Segment Open
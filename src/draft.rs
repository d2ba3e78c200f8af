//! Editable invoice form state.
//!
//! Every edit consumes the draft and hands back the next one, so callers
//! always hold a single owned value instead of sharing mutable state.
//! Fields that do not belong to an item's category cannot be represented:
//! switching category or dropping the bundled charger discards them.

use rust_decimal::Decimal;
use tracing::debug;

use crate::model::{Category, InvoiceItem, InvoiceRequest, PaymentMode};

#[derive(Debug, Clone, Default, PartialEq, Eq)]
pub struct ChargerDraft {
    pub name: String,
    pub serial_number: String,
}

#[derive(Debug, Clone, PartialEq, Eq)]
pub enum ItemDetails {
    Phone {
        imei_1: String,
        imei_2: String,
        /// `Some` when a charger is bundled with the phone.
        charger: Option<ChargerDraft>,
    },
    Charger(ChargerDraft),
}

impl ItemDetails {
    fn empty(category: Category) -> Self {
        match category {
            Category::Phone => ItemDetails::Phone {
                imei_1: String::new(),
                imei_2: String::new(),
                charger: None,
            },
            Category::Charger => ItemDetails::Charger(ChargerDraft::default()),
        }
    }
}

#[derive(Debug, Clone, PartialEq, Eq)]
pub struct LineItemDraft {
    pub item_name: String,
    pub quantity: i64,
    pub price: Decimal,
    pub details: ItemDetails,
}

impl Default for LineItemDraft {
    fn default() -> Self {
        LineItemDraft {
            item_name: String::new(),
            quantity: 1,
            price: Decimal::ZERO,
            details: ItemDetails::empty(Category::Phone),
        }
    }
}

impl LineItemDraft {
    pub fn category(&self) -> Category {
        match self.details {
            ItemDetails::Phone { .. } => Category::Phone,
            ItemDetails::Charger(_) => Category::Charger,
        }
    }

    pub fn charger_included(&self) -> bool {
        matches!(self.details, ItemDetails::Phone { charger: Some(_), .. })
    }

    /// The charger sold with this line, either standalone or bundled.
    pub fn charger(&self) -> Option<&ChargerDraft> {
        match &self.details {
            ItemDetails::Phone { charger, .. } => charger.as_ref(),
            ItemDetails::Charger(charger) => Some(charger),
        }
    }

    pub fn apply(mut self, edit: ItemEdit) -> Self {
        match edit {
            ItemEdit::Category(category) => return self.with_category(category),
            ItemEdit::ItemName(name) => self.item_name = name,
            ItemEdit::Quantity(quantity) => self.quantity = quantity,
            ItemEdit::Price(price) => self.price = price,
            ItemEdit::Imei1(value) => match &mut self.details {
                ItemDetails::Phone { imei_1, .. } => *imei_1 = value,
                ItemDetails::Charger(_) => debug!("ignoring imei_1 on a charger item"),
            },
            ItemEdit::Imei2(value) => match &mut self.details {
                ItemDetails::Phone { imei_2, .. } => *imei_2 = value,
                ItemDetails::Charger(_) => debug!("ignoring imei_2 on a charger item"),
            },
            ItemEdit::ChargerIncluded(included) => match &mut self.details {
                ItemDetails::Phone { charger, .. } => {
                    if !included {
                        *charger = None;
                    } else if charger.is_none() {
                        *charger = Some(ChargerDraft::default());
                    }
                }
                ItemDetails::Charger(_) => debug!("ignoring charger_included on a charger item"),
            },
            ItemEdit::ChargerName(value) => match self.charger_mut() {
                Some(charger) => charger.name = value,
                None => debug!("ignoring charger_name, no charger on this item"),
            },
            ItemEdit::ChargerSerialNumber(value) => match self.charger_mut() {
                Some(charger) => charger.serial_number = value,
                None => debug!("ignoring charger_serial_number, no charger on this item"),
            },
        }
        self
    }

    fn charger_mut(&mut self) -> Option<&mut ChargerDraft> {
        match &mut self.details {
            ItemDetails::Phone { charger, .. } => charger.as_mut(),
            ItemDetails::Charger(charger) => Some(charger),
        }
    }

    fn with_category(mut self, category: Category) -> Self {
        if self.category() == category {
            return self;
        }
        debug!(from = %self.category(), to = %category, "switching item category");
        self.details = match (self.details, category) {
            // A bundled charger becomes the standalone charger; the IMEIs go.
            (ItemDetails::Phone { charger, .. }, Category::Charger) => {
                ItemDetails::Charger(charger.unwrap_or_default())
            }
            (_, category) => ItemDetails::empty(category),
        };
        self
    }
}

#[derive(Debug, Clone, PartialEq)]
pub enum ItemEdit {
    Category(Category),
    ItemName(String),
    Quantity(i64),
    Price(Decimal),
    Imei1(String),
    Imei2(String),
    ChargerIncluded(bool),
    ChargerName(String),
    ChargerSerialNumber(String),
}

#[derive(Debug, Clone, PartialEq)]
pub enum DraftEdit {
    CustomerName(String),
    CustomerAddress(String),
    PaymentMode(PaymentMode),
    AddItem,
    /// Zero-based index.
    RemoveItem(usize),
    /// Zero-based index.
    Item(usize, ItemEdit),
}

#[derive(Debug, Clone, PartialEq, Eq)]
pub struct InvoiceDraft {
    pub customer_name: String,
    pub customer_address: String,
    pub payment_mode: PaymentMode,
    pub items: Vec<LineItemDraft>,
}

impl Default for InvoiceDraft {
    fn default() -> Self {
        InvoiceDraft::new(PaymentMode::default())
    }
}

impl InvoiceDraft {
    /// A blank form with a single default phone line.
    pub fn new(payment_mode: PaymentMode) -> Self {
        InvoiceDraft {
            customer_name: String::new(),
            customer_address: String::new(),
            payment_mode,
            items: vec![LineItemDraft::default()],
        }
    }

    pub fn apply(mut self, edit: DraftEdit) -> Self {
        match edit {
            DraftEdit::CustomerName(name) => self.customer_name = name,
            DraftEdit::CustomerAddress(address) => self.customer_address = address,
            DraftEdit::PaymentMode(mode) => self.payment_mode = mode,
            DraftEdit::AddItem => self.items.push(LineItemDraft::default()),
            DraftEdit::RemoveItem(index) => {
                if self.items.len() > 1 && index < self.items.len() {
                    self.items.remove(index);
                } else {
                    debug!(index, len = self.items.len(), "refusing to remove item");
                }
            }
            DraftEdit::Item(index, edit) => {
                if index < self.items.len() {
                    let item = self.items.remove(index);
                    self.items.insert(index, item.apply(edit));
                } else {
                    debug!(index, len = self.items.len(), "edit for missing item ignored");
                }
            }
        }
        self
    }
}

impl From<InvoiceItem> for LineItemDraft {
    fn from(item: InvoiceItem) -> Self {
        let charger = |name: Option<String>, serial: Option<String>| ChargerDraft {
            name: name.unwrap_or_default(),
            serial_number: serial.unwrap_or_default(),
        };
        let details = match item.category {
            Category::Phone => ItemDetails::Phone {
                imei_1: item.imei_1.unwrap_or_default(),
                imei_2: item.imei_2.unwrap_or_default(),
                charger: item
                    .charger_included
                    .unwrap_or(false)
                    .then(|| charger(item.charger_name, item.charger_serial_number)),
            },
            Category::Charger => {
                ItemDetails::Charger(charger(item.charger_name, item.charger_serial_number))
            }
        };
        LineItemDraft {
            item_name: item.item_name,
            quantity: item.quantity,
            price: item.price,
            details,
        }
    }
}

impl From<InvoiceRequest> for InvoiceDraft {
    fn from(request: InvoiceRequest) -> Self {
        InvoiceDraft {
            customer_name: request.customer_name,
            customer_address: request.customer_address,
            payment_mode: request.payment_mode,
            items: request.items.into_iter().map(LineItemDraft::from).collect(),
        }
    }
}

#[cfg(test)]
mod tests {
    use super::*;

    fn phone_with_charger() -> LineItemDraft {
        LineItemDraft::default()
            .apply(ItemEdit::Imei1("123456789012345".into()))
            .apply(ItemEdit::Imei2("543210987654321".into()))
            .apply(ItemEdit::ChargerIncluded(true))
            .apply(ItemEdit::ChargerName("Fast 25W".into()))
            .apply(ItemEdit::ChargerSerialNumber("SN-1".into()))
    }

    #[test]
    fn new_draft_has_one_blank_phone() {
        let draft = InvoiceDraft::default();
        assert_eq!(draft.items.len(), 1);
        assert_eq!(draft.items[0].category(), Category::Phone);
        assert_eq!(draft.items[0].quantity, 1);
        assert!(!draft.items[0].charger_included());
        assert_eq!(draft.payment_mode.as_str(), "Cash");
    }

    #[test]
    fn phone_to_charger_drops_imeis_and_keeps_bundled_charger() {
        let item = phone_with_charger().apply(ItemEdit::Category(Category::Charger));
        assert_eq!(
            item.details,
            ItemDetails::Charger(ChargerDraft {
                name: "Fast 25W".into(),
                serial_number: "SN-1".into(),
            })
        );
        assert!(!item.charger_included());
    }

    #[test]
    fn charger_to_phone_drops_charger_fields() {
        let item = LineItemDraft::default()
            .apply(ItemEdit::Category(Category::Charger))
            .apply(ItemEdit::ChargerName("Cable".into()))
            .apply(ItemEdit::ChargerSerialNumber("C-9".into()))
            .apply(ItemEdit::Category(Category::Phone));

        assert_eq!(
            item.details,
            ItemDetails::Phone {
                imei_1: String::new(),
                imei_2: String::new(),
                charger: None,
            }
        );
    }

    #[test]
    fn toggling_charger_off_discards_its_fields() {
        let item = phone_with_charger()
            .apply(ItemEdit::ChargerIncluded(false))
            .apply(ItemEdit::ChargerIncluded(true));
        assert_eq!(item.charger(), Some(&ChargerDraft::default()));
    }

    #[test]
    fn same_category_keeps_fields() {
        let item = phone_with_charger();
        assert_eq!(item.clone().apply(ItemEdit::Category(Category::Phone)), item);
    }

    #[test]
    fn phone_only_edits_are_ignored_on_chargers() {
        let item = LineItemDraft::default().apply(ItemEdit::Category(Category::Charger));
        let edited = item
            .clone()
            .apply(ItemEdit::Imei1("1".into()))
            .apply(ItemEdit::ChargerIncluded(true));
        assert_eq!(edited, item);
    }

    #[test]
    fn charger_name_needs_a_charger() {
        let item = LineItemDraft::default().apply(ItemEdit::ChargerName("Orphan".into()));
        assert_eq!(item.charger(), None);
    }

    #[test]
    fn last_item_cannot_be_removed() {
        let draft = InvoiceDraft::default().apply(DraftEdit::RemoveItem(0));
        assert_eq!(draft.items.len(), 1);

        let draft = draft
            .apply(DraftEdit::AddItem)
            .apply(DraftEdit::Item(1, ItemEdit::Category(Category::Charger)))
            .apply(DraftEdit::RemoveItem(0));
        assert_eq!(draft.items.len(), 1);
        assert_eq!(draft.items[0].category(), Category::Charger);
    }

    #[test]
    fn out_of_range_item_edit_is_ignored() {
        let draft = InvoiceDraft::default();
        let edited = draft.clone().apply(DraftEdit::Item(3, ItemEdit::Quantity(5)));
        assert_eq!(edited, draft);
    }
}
Segment Closed
> [Exercise] Every line above in which the word "index" occurs needs to be copied.

> [Answer for the task]
    /// Zero-based index.
    /// Zero-based index.
            DraftEdit::RemoveItem(index) => {
                if self.items.len() > 1 && index < self.items.len() {
                    self.items.remove(index);
                    debug!(index, len = self.items.len(), "refusing to remove item");
            DraftEdit::Item(index, edit) => {
                if index < self.items.len() {
                    let item = self.items.remove(index);
                    self.items.insert(index, item.apply(edit));
                    debug!(index, len = self.items.len(), "edit for missing item ignored");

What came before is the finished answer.